Historique de la Beirut Art Fair

Beyrouth inaugure sa première foire d’art contemporain en 2010. Internationale, elle est toutefois spécifiquement dédiée à l’art de la région ME.NA.SA (Middle East, North Africa, South-East Asia), première du genre s’imposant par son audace et son ambition. C’est de cet acronyme que la foire tire sa première appellation : « Menasart ». L’événement est mené par Laure d’Hauteville et avait pour objectif de « répondre à une demande grandissante de la part des collectionneurs du monde entier qui souhaitent mieux connaître les talents de la région ; s’adresser plus particulièrement aux grands collectionneurs de la région ; attirer l’attention des médias internationaux sur ce marché émergeant » (1). À cette époque déjà, le potentiel du marché régional de l’art apparaissait à cette femme d’affaire de l’art contemporain fortement intéressant : en 2010, le marché notait - notamment grâce à la création en 2006 la foire internationale d’art contemporain « Art Dubai » à Dubai (2) - une augmentation de 600% en quatre ans (3).

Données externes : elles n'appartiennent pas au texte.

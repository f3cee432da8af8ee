use crate::events::ProductAddedEvent;
use crate::models::{NewProduct, Product};
use crate::services::{with_store, SharedProductStore, StoreError};
use mediator::{AsyncMediator, AsyncRequestHandler, DefaultAsyncMediator, Request};

#[derive(Debug, Clone)]
pub struct AddProductCommand(pub NewProduct);

impl Request<Result<Product, StoreError>> for AddProductCommand {}

pub struct AddProductRequestHandler(pub SharedProductStore, pub DefaultAsyncMediator);

#[mediator::async_trait]
impl AsyncRequestHandler<AddProductCommand, Result<Product, StoreError>>
    for AddProductRequestHandler
{
    async fn handle(&mut self, command: AddProductCommand) -> Result<Product, StoreError> {
        let product = command.0.into_product();
        let product = with_store(&self.0, move |store| store.create(product)).await?;

        if let Err(e) = self.1.publish(ProductAddedEvent(product.clone())).await {
            log::warn!("Could not publish product added event: {}", e);
        }

        Ok(product)
    }
}
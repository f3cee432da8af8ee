use crate::services::{MemoryProductStore, SharedProductStore, SqliteProductStore, StoreError};
use clap::Parser;
use std::convert::Infallible;
use std::path::PathBuf;
use std::str::FromStr;
use std::sync::Arc;

/// Where products are kept.
#[derive(Debug, Clone, PartialEq, Eq)]
pub enum Database {
    /// A process-local table, emptied on restart.
    Memory,
    /// A private in-memory SQLite database.
    SqliteMemory,
    /// A SQLite database file, created if missing.
    SqliteFile(PathBuf),
}

impl FromStr for Database {
    type Err = Infallible;

    fn from_str(s: &str) -> Result<Self, Self::Err> {
        Ok(match s {
            "memory" => Database::Memory,
            "sqlite::memory:" => Database::SqliteMemory,
            path => {
                let path = path.strip_prefix("sqlite://").unwrap_or(path);
                Database::SqliteFile(PathBuf::from(path))
            }
        })
    }
}

impl Database {
    pub fn open(&self) -> Result<SharedProductStore, StoreError> {
        Ok(match self {
            Database::Memory => Arc::new(MemoryProductStore::new()),
            Database::SqliteMemory => Arc::new(SqliteProductStore::open_in_memory()?),
            Database::SqliteFile(path) => Arc::new(SqliteProductStore::open(path)?),
        })
    }
}

/// Service configuration, read from flags or the environment.
#[derive(Debug, Clone, Parser)]
#[command(name = "grocery_api", version, about = "Grocery list product service")]
pub struct Config {
    /// Address to bind.
    #[arg(long, env = "GROCERY_HOST", default_value = "0.0.0.0")]
    pub host: String,

    /// Port to listen on.
    #[arg(long, env = "PORT", default_value_t = 8080)]
    pub port: u16,

    /// Path prefix of the API, e.g. `/v1`.
    #[arg(long, env = "GROCERY_URL_PREFIX", default_value = "/v1")]
    pub url_prefix: String,

    /// `memory`, `sqlite::memory:` or the path of a SQLite database file.
    #[arg(long, env = "GROCERY_DATABASE", default_value = "memory")]
    pub database: Database,

    /// Default log filter, `RUST_LOG` takes precedence.
    #[arg(long, env = "GROCERY_LOG_LEVEL", default_value = "info")]
    pub log_level: String,
}

impl Config {
    /// The URL prefix with a single leading slash and no trailing slash; empty for the root.
    pub fn scope_prefix(&self) -> String {
        let trimmed = self.url_prefix.trim_matches('/');
        if trimmed.is_empty() {
            String::new()
        } else {
            format!("/{}", trimmed)
        }
    }
}
pub mod memory_store;
pub mod repository;
pub mod sqlite_store;

pub use memory_store::MemoryProductStore;
pub use repository::*;
pub use sqlite_store::SqliteProductStore;
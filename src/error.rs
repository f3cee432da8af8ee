use crate::models::ValidationError;
use crate::services::StoreError;
use actix_web::http::StatusCode;
use actix_web::{HttpResponse, ResponseError};
use serde::Serialize;
use thiserror::Error;

/// Errors returned by the product endpoints, rendered as `{"message": ...}`.
#[derive(Debug, Error)]
pub enum ApiError {
    #[error(transparent)]
    Validation(#[from] ValidationError),
    #[error("Product \"{0}\" not found")]
    NotFound(String),
    #[error("Product \"{0}\" is already registered")]
    Conflict(String),
    /// The cause is logged, never sent to the client.
    #[error("Cannot complete the operation")]
    Internal(String),
}

#[derive(Serialize)]
struct ErrorBody {
    message: String,
}

impl ResponseError for ApiError {
    fn status_code(&self) -> StatusCode {
        match self {
            ApiError::Validation(_) | ApiError::Conflict(_) => StatusCode::BAD_REQUEST,
            ApiError::NotFound(_) => StatusCode::NOT_FOUND,
            ApiError::Internal(_) => StatusCode::INTERNAL_SERVER_ERROR,
        }
    }

    fn error_response(&self) -> HttpResponse {
        HttpResponse::build(self.status_code()).json(ErrorBody {
            message: self.to_string(),
        })
    }
}

impl From<StoreError> for ApiError {
    fn from(e: StoreError) -> Self {
        match e {
            StoreError::AlreadyExists(name) => ApiError::Conflict(name),
            e => {
                log::error!("Product store failure: {}", e);
                ApiError::Internal(e.to_string())
            }
        }
    }
}

impl From<mediator::error::Error> for ApiError {
    fn from(e: mediator::error::Error) -> Self {
        log::error!("Unable to dispatch request: {}", e);
        ApiError::Internal(e.to_string())
    }
}

#[cfg(test)]
mod tests {
    use super::*;

    #[test]
    fn status_codes() {
        assert_eq!(
            ApiError::from(ValidationError::NoFields).status_code(),
            StatusCode::BAD_REQUEST
        );
        assert_eq!(
            ApiError::from(StoreError::AlreadyExists("tea".into())).status_code(),
            StatusCode::BAD_REQUEST
        );
        assert_eq!(
            ApiError::NotFound("tea".into()).status_code(),
            StatusCode::NOT_FOUND
        );
        assert_eq!(
            ApiError::from(StoreError::Task("cancelled".into())).status_code(),
            StatusCode::INTERNAL_SERVER_ERROR
        );
    }

    #[test]
    fn internal_details_stay_out_of_the_message() {
        let err = ApiError::from(StoreError::Task("disk on fire".into()));
        assert_eq!(err.to_string(), "Cannot complete the operation");
    }

    #[test]
    fn dispatch_failures_are_internal() {
        let err = ApiError::from(mediator::error::Error::from(mediator::error::ErrorKind::NotFound));
        assert_eq!(err.status_code(), StatusCode::INTERNAL_SERVER_ERROR);
        assert_eq!(err.to_string(), "Cannot complete the operation");
    }

    #[test]
    fn conflict_names_the_product() {
        let err = ApiError::from(StoreError::AlreadyExists("bread".into()));
        assert_eq!(err.to_string(), "Product \"bread\" is already registered");
    }
}
use crate::models::Product;
use crate::services::{with_store, ProductFilter, SharedProductStore, StoreError};
use mediator::{AsyncRequestHandler, Request};

pub struct GetAllProductsRequest(pub ProductFilter);
impl Request<Result<Vec<Product>, StoreError>> for GetAllProductsRequest {}

pub struct GetAllProductsRequestHandler(pub SharedProductStore);

#[mediator::async_trait]
impl AsyncRequestHandler<GetAllProductsRequest, Result<Vec<Product>, StoreError>>
    for GetAllProductsRequestHandler
{
    async fn handle(&mut self, req: GetAllProductsRequest) -> Result<Vec<Product>, StoreError> {
        let filter = req.0;
        with_store(&self.0, move |store| store.find_all(filter)).await
    }
}
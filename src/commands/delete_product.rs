use crate::events::ProductDeletedEvent;
use crate::models::Product;
use crate::services::{with_store, SharedProductStore, StoreError};
use mediator::{AsyncMediator, AsyncRequestHandler, DefaultAsyncMediator, Request};

pub struct DeleteProductCommand(pub String);
impl Request<Result<Option<Product>, StoreError>> for DeleteProductCommand {}

pub struct DeleteProductRequestHandler(pub SharedProductStore, pub DefaultAsyncMediator);

#[mediator::async_trait]
impl AsyncRequestHandler<DeleteProductCommand, Result<Option<Product>, StoreError>>
    for DeleteProductRequestHandler
{
    async fn handle(
        &mut self,
        request: DeleteProductCommand,
    ) -> Result<Option<Product>, StoreError> {
        let name = request.0;
        let result = with_store(&self.0, move |store| store.delete(&name)).await?;

        if let Some(deleted) = result.clone() {
            if let Err(e) = self.1.publish(ProductDeletedEvent(deleted)).await {
                log::warn!("Could not publish product deleted event: {}", e);
            }
        }

        Ok(result)
    }
}
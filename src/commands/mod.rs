pub mod add_product;
pub mod delete_product;
pub mod update_product;

pub use add_product::*;
pub use delete_product::*;
pub use update_product::*;

#[cfg(test)]
mod tests {
    use super::*;
    use crate::events::{ProductAddedEvent, ProductDeletedEvent, ProductUpdatedEvent};
    use crate::models::{NewProduct, Product, ProductChanges};
    use crate::services::{MemoryProductStore, SharedProductStore, StoreError};
    use mediator::{AsyncMediator, DefaultAsyncMediator};
    use std::sync::{Arc, Mutex};

    #[tokio::test(flavor = "multi_thread")]
    async fn writes_publish_lifecycle_events() {
        let store: SharedProductStore = Arc::new(MemoryProductStore::new());
        let seen = Arc::new(Mutex::new(Vec::<String>::new()));
        let (added, updated, deleted) = (seen.clone(), seen.clone(), seen.clone());

        let mut mediator = DefaultAsyncMediator::builder()
            .add_handler_deferred(|m| AddProductRequestHandler(store.clone(), m))
            .add_handler_deferred(|m| UpdateProductRequestHandler(store.clone(), m))
            .add_handler_deferred(|m| DeleteProductRequestHandler(store.clone(), m))
            .subscribe_fn(move |event: ProductAddedEvent| {
                let seen = added.clone();
                async move { seen.lock().unwrap().push(format!("added {}", event.0.name)) }
            })
            .subscribe_fn(move |event: ProductUpdatedEvent| {
                let seen = updated.clone();
                async move {
                    let entry = format!("updated {} {:?}", event.product.name, event.fields);
                    seen.lock().unwrap().push(entry)
                }
            })
            .subscribe_fn(move |event: ProductDeletedEvent| {
                let seen = deleted.clone();
                async move { seen.lock().unwrap().push(format!("deleted {}", event.0.name)) }
            })
            .build();

        let bread = NewProduct {
            name: "bread".to_owned(),
            shopping_cart: false,
        };

        let created: Result<Product, StoreError> =
            mediator.send(AddProductCommand(bread.clone())).await.unwrap();
        assert_eq!(created.unwrap(), Product::new("bread"));

        let duplicate: Result<Product, StoreError> =
            mediator.send(AddProductCommand(bread)).await.unwrap();
        assert!(matches!(duplicate, Err(StoreError::AlreadyExists(_))));

        let update = UpdateProductCommand {
            name: "bread".to_owned(),
            changes: ProductChanges::shopping_cart(true),
        };
        let result: Result<Option<Product>, StoreError> = mediator.send(update).await.unwrap();
        assert_eq!(result.unwrap(), Some(Product::new("bread").in_cart(true)));

        let missing = UpdateProductCommand {
            name: "ghost".to_owned(),
            changes: ProductChanges::shopping_cart(true),
        };
        let result: Result<Option<Product>, StoreError> = mediator.send(missing).await.unwrap();
        assert_eq!(result.unwrap(), None);

        let result: Result<Option<Product>, StoreError> = mediator
            .send(DeleteProductCommand("bread".to_owned()))
            .await
            .unwrap();
        assert!(result.unwrap().is_some());

        assert_eq!(
            *seen.lock().unwrap(),
            [
                "added bread",
                "updated bread [\"shopping_cart\"]",
                "deleted bread"
            ]
        );
    }
}
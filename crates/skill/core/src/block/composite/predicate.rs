//! Conditions evaluated by [`ConditionalBlock`](super::ConditionalBlock).

use core::fmt;
use std::sync::Arc;

use crate::capability::World;
use crate::context::{ExecutionContext, Value};

type CustomPredicate = dyn Fn(&ExecutionContext, &dyn World) -> bool + Send + Sync;

/// A condition over the execution context and the world.
///
/// Predicates are data so that the registry can build them from parameters;
/// `Custom` covers anything the built-in variants cannot express.
#[derive(Clone)]
pub enum Predicate {
    Always,
    /// At least `n` targets remain.
    TargetCountAtLeast(usize),
    /// The variable exists and equals the given value.
    VariableEquals(String, Value),
    /// The variable is a `Bool(true)`.
    VariableTrue(String),
    /// Passes with probability `p`, drawn from the context RNG.
    Chance(f32),
    /// The source's health fraction is strictly below the threshold.
    SourceHealthBelow(f32),
    Not(Box<Predicate>),
    Custom(Arc<CustomPredicate>),
}

impl Predicate {
    pub fn custom(
        f: impl Fn(&ExecutionContext, &dyn World) -> bool + Send + Sync + 'static,
    ) -> Self {
        Predicate::Custom(Arc::new(f))
    }

    pub fn negate(self) -> Self {
        Predicate::Not(Box::new(self))
    }

    /// Evaluates the predicate. Only `Chance` touches the context (its RNG).
    pub fn evaluate(&self, ctx: &mut ExecutionContext, world: &dyn World) -> bool {
        match self {
            Predicate::Always => true,
            Predicate::TargetCountAtLeast(n) => ctx.targets().len() >= *n,
            Predicate::VariableEquals(key, expected) => ctx.value(key) == Some(expected),
            Predicate::VariableTrue(key) => ctx.get(key, false),
            Predicate::Chance(p) => ctx.rng().chance(*p),
            Predicate::SourceHealthBelow(threshold) => world
                .damageable(ctx.source())
                .filter(|health| health.max() > 0.0)
                .is_some_and(|health| health.current() / health.max() < *threshold),
            Predicate::Not(inner) => !inner.evaluate(ctx, world),
            Predicate::Custom(f) => f(&*ctx, world),
        }
    }
}

impl fmt::Debug for Predicate {
    fn fmt(&self, f: &mut fmt::Formatter<'_>) -> fmt::Result {
        match self {
            Predicate::Always => f.write_str("Always"),
            Predicate::TargetCountAtLeast(n) => {
                f.debug_tuple("TargetCountAtLeast").field(n).finish()
            }
            Predicate::VariableEquals(k, v) => {
                f.debug_tuple("VariableEquals").field(k).field(v).finish()
            }
            Predicate::VariableTrue(k) => f.debug_tuple("VariableTrue").field(k).finish(),
            Predicate::Chance(p) => f.debug_tuple("Chance").field(p).finish(),
            Predicate::SourceHealthBelow(t) => f.debug_tuple("SourceHealthBelow").field(t).finish(),
            Predicate::Not(inner) => f.debug_tuple("Not").field(inner).finish(),
            Predicate::Custom(_) => f.write_str("Custom(..)"),
        }
    }
}

#[cfg(test)]
mod tests {
    use glam::Vec3;

    use super::*;
    use crate::arena::{ArenaWorld, EntitySpec};
    use crate::context::{ExecutionId, SkillRng};
    use crate::entity::Faction;

    #[test]
    fn health_threshold_is_strict() {
        let mut world = ArenaWorld::new();
        let id = world.spawn(EntitySpec::new(Vec3::ZERO, Faction(1)).current_health(50.0));
        let mut ctx = ExecutionContext::new(ExecutionId(0), id, 1, SkillRng::with_seed(0));

        assert!(!Predicate::SourceHealthBelow(0.5).evaluate(&mut ctx, &world));
        assert!(Predicate::SourceHealthBelow(0.51).evaluate(&mut ctx, &world));
        assert!(Predicate::SourceHealthBelow(0.5).negate().evaluate(&mut ctx, &world));
    }

    #[test]
    fn variable_predicates_read_the_store() {
        let world = ArenaWorld::new();
        let mut ctx = ExecutionContext::new(
            ExecutionId(0),
            crate::entity::EntityId(0),
            1,
            SkillRng::with_seed(0),
        );
        ctx.set("combo", 3i64);
        ctx.set("primed", true);

        assert!(
            Predicate::VariableEquals("combo".into(), Value::Int(3)).evaluate(&mut ctx, &world)
        );
        assert!(Predicate::VariableTrue("primed".into()).evaluate(&mut ctx, &world));
        assert!(!Predicate::VariableTrue("combo".into()).evaluate(&mut ctx, &world));
        assert!(!Predicate::TargetCountAtLeast(1).evaluate(&mut ctx, &world));
    }
}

La Menasart rassemble rapidement des dizaines de galeries et des centaines d’artistes autour d’un événement qui se révèle rapidement attractif en raison notamment de son positionnement géographique original et de son caractère « hybride, commercial et culturel, qui témoigne de l’extraordinaire dynamisme culturel et artistique de la région » (4), et qui apparaît pour les critiques comme une autre matérialisation de la passerelle que représente Beyrouth entre l’Orient et l’Occident. L’événement est rebaptisé en 2012 « Beirut Art Fair » et n’a cessé de croître : en 2015, son chiffre d’affaire atteint 3,2 millions de dollars, c’est-à-dire quatre fois plus que lors de sa première édition (5). La direction artistique commence dès 2016 à sélectionner davantage les galeries qui répondent plus spécifiquement à la problématique construite par l’événement, et organise au sein de la foire des expositions thématiques.

Beirut Art Fair 2017

L’édition 2017 de la foire libanaise, titrée « Orient your mind ! », a choisi de mettre l’accent sur la création libanaise (6). Comme l’année précédente, les galeries ont été sélectionnées en fonction de leur orientation et de leur cohérence vis-à-vis de la problématique de la foire, afin de répondre au plus près des attentes des collectionneurs (7). Les collections libanaises, placées au cœur de l’événement, furent déterminées par la curatrice Rose Issa, à qui fut donnée la charge d’organiser l’exposition « Ourouba, the Eye of Lebanon » qui, à partir d’un texte de Georges Corm, tentait d’interroger l’histoire complexe du concept d’« arabicité ». Y sont ainsi présentées des œuvres de Ziad Antar (« Cote d’Azure from the Beirut Bereft series », 2007), de Kader Attia (« Black Cube I », 2006), d’Abdul Rahman Katanani (« Wave », 2016) ou de Mona Hatoum (« Kapancik », 2012).
Une seconde exposition, programmée par Nelly Choucair Zeidan et répondant au titre « Food Art by Bankmed, Lemons and Rainbows », avait pour objectif de révéler la dimension artistique de la nourriture, autour d’une réflexion sur le juteux, centrée sur le motif du citron, fruit méditerranéen par excellence. On y retrouvait les œuvres de Lina Samma, de Raffi Tokaltian et de Hala Audi Bayoun.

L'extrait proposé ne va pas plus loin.